Dataset entries
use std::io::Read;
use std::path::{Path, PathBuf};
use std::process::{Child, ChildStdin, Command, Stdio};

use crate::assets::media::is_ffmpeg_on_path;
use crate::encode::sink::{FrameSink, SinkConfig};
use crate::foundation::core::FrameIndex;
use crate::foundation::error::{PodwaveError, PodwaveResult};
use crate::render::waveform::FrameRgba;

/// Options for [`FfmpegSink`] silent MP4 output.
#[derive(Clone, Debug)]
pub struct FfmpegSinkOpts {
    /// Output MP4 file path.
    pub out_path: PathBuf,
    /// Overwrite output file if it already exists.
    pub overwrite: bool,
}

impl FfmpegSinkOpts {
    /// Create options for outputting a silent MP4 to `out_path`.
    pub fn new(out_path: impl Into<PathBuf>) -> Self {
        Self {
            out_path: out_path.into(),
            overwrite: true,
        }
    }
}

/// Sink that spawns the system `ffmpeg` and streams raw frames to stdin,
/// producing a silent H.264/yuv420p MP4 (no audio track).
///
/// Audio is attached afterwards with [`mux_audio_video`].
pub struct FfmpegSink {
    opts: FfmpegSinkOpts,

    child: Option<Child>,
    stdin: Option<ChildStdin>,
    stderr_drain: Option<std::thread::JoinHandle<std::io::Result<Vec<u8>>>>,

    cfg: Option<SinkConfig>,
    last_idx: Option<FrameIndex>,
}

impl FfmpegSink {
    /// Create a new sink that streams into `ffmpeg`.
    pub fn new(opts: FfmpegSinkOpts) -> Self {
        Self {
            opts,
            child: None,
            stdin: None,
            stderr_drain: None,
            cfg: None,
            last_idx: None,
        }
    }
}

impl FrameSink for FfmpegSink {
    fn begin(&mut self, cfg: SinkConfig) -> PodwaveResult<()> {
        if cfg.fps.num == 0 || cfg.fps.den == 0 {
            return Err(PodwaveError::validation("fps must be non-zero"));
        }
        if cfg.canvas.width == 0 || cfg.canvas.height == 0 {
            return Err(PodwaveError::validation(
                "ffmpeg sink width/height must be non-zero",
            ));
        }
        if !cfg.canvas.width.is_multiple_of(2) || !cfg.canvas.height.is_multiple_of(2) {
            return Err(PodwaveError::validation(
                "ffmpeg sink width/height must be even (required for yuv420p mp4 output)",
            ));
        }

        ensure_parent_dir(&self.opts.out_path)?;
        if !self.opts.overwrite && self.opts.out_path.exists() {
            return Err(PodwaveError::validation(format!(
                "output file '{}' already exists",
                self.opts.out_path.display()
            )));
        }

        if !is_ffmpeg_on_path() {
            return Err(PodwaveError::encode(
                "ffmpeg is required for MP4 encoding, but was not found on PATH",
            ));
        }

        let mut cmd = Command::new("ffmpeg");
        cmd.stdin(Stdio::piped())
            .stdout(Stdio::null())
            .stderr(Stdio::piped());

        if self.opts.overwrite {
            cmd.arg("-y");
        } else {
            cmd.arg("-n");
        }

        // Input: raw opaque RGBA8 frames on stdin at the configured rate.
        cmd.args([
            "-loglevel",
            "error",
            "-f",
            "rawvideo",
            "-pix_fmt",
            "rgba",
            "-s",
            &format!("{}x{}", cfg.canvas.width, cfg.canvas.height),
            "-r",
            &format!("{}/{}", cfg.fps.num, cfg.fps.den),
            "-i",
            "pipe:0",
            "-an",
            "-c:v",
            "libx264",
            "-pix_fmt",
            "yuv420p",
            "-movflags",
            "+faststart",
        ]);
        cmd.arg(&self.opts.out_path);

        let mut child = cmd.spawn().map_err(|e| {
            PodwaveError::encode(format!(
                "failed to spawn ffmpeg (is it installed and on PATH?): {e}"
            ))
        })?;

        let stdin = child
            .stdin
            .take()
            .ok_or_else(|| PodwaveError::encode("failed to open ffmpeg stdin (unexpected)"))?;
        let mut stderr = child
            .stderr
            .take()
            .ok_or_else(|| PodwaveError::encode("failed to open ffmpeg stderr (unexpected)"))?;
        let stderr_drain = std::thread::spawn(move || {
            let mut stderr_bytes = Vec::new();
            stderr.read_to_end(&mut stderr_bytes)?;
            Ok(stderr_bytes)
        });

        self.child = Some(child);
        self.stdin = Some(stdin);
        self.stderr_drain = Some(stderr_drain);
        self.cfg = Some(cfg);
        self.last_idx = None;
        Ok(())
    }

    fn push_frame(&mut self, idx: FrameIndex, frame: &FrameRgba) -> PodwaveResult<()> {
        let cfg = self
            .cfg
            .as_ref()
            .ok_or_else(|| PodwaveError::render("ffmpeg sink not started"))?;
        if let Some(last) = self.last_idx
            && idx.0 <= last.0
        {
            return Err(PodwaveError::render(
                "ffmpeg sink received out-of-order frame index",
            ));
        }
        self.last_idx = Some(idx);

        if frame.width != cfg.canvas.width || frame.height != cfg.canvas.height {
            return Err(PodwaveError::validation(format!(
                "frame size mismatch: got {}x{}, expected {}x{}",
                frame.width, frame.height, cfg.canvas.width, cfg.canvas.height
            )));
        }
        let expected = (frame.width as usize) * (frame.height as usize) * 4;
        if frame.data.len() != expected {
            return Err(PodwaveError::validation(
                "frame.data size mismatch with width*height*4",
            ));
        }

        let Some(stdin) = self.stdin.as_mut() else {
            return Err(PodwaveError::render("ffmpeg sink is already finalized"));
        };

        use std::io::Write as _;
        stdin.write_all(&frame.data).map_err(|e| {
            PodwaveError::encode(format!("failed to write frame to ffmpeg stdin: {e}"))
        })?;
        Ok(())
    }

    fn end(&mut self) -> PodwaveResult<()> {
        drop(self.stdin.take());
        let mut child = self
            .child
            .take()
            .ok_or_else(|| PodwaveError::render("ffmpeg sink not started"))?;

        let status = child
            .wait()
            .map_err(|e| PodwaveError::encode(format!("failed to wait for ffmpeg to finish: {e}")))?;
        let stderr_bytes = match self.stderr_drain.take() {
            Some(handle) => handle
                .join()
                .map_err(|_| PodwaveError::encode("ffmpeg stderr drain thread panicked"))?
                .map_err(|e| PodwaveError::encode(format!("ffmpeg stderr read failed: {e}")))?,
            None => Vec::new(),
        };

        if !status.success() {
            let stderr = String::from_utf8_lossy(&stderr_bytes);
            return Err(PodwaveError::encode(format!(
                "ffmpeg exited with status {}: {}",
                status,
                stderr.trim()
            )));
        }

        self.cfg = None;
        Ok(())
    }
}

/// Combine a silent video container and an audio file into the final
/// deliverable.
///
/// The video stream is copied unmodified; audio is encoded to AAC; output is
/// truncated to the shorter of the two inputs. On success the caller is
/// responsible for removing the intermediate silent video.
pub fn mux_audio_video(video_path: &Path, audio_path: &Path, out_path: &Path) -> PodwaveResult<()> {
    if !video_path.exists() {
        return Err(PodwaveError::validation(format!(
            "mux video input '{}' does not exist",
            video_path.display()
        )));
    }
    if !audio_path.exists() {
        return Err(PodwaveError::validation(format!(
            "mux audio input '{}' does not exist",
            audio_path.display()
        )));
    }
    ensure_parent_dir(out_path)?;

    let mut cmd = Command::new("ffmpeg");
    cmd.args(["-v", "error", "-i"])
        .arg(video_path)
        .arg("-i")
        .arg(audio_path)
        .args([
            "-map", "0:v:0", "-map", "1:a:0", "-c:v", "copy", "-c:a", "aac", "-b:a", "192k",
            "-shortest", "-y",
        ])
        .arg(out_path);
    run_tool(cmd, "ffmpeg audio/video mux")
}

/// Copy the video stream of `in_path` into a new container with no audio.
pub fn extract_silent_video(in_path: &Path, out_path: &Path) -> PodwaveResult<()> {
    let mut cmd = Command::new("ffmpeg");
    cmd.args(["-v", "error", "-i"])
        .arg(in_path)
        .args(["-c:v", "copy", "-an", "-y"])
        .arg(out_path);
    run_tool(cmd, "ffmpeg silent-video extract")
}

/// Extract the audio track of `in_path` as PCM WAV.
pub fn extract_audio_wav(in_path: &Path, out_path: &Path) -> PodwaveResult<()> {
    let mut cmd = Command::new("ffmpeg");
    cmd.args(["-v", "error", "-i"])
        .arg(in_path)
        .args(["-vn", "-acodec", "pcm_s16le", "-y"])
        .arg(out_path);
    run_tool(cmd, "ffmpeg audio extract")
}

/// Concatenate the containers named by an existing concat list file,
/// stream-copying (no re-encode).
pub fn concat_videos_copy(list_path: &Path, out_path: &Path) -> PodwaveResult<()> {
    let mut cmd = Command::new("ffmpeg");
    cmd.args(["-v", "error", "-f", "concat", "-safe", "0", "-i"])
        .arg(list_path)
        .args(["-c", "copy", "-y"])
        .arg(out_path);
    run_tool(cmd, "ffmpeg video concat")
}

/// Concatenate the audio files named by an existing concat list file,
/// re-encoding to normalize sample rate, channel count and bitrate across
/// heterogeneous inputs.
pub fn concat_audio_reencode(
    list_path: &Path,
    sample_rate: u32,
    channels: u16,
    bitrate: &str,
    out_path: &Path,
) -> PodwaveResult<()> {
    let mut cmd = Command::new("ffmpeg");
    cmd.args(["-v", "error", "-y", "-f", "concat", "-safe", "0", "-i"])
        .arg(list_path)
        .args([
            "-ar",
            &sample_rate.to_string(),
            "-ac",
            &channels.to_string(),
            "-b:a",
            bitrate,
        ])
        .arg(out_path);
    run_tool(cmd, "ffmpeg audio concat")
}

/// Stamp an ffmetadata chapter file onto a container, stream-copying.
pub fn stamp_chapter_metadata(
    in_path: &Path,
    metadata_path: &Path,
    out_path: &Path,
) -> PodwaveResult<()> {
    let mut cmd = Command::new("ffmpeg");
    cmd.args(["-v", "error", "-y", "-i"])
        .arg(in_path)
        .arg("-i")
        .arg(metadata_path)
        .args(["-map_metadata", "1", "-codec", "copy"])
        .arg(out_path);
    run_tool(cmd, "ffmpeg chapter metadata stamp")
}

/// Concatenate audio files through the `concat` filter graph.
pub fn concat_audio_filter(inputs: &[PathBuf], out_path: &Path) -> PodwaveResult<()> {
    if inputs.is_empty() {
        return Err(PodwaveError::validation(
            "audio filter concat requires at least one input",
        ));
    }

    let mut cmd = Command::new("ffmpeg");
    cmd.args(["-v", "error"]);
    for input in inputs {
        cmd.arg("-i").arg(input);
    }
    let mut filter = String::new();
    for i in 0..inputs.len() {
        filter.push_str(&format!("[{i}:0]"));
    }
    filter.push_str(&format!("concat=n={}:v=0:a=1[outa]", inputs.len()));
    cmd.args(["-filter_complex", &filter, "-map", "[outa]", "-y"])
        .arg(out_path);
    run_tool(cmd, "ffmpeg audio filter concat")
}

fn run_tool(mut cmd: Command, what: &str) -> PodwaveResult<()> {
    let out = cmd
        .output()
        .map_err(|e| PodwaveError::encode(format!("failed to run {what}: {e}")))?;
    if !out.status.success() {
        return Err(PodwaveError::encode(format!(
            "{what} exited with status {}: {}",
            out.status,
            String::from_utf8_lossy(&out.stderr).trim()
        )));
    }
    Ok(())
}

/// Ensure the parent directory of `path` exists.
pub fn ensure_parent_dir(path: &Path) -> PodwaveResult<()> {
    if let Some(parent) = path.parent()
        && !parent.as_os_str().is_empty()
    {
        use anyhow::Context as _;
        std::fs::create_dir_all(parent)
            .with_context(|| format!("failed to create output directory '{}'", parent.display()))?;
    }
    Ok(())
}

==

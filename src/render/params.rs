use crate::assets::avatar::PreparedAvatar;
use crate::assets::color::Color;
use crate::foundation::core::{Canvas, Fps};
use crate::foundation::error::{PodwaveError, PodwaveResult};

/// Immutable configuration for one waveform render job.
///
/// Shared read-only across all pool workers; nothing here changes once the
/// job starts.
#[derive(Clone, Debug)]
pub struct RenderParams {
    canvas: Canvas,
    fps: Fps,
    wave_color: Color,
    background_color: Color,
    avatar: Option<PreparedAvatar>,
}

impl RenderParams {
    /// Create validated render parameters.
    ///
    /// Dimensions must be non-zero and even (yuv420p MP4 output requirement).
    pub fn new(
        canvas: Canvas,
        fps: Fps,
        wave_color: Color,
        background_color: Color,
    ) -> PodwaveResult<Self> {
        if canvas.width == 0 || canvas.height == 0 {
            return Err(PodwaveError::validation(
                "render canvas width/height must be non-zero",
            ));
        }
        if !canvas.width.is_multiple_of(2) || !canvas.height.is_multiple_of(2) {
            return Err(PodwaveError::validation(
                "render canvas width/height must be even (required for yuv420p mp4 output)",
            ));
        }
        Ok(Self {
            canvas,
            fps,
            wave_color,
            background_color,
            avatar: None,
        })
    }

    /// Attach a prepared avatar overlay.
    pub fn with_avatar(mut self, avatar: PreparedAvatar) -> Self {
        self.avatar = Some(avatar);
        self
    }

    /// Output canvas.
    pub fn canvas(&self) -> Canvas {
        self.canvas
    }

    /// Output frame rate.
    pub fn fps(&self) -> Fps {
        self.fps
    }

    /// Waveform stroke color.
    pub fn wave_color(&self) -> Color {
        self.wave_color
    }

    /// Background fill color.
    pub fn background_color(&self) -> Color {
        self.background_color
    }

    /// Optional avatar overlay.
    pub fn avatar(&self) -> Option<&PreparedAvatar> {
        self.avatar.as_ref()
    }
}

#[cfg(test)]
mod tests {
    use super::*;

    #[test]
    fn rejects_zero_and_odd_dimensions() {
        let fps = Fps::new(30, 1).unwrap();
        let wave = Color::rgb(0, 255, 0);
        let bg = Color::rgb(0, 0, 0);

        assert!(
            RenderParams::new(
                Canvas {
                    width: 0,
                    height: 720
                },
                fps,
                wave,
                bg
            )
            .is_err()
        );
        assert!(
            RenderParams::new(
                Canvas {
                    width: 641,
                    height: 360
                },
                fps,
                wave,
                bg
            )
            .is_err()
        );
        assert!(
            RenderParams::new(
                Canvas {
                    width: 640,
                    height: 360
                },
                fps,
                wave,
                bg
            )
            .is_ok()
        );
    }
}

--

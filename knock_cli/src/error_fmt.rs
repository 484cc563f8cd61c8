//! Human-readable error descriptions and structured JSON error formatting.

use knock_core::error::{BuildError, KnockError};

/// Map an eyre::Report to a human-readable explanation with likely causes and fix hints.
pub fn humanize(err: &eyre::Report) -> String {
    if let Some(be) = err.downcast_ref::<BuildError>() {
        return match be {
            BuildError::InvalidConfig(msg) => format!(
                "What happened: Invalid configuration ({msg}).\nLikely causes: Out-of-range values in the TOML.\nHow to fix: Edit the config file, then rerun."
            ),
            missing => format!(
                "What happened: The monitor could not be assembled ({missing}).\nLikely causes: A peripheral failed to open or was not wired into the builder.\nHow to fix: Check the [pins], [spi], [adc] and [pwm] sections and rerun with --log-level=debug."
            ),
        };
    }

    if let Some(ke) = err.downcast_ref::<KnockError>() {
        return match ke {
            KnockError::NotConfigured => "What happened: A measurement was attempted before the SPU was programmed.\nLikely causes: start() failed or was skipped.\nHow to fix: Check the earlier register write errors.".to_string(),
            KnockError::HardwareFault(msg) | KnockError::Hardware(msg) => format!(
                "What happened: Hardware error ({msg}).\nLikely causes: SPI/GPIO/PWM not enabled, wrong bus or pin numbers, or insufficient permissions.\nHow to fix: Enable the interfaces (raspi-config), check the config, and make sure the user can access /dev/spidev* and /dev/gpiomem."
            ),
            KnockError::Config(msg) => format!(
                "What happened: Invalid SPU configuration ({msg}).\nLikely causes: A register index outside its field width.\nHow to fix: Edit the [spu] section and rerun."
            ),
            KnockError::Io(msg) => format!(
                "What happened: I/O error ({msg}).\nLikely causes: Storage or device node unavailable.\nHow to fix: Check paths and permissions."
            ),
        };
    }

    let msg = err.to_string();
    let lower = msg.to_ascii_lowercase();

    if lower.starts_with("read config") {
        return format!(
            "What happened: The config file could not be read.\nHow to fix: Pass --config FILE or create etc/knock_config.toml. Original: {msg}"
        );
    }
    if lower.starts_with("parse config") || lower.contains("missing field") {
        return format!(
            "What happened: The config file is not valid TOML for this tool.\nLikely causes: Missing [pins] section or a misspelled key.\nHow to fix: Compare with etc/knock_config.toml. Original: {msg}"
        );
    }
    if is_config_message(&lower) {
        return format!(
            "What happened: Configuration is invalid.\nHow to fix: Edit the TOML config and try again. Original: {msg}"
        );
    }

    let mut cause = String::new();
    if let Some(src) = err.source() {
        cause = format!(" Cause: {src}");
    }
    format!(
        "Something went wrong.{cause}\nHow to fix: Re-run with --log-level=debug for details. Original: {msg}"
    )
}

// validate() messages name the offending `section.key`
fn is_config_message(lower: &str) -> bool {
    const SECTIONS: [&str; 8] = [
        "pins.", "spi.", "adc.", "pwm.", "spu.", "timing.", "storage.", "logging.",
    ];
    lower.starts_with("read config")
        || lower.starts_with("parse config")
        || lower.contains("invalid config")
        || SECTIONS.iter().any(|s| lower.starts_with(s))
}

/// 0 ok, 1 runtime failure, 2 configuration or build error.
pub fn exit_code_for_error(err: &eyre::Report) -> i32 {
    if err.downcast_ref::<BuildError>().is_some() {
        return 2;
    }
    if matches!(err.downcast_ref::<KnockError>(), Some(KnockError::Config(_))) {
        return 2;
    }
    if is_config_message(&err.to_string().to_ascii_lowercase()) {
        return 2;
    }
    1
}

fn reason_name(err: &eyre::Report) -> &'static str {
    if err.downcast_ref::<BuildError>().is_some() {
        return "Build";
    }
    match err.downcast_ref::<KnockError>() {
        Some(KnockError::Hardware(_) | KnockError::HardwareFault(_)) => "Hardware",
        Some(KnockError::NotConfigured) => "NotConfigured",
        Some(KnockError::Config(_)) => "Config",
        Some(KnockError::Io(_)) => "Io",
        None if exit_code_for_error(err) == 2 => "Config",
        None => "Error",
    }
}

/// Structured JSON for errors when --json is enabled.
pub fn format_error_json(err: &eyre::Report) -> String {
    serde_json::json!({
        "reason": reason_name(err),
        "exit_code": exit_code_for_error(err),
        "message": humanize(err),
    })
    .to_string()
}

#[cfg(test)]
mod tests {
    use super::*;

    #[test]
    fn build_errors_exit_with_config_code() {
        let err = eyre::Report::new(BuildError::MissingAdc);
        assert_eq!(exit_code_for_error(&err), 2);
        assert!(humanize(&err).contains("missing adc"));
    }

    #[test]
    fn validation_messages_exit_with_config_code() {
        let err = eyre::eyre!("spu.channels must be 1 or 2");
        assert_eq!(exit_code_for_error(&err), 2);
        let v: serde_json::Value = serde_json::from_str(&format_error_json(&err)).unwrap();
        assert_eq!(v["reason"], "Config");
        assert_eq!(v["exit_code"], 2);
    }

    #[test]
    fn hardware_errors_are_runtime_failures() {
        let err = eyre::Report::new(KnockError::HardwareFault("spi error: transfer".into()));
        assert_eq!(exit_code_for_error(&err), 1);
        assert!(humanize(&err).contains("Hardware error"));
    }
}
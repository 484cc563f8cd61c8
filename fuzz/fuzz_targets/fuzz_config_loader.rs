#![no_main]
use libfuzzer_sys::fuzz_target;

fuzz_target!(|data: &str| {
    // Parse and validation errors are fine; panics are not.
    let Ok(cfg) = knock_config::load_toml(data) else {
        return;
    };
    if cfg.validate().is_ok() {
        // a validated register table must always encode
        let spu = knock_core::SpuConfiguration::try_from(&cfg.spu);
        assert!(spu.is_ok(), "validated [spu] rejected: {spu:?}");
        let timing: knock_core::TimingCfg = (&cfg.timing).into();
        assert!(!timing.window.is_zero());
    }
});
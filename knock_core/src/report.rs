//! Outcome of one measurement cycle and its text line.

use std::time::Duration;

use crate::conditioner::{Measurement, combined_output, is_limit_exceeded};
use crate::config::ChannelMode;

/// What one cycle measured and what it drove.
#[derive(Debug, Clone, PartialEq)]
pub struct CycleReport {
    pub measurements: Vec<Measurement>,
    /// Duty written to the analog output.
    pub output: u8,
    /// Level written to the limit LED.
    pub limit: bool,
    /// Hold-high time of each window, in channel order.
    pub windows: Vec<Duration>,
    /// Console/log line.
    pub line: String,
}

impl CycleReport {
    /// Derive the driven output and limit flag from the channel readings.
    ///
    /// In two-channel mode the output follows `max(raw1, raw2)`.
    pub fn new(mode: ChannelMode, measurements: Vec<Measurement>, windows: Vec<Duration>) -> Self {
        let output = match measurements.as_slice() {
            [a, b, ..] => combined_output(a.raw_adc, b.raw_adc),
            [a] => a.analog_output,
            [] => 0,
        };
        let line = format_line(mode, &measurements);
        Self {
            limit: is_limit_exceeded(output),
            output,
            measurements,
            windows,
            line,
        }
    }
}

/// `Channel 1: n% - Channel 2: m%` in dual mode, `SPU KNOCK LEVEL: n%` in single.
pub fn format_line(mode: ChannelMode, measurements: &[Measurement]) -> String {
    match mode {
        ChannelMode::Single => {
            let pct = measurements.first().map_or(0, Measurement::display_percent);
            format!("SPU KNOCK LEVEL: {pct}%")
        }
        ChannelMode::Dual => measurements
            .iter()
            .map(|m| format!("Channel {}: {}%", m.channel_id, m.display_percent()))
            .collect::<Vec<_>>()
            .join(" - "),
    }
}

Exercise description => Every line above holding the string "crate" should be listed.

Problem solution =>
use crate::assets::media::is_ffmpeg_on_path;
use crate::encode::sink::{FrameSink, SinkConfig};
use crate::foundation::core::FrameIndex;
use crate::foundation::error::{PodwaveError, PodwaveResult};
use crate::render::waveform::FrameRgba;
use crate::assets::avatar::PreparedAvatar;
use crate::assets::color::Color;
use crate::foundation::core::{Canvas, Fps};
use crate::foundation::error::{PodwaveError, PodwaveResult};
use crate::conditioner::{Measurement, combined_output, is_limit_exceeded};
use crate::config::ChannelMode;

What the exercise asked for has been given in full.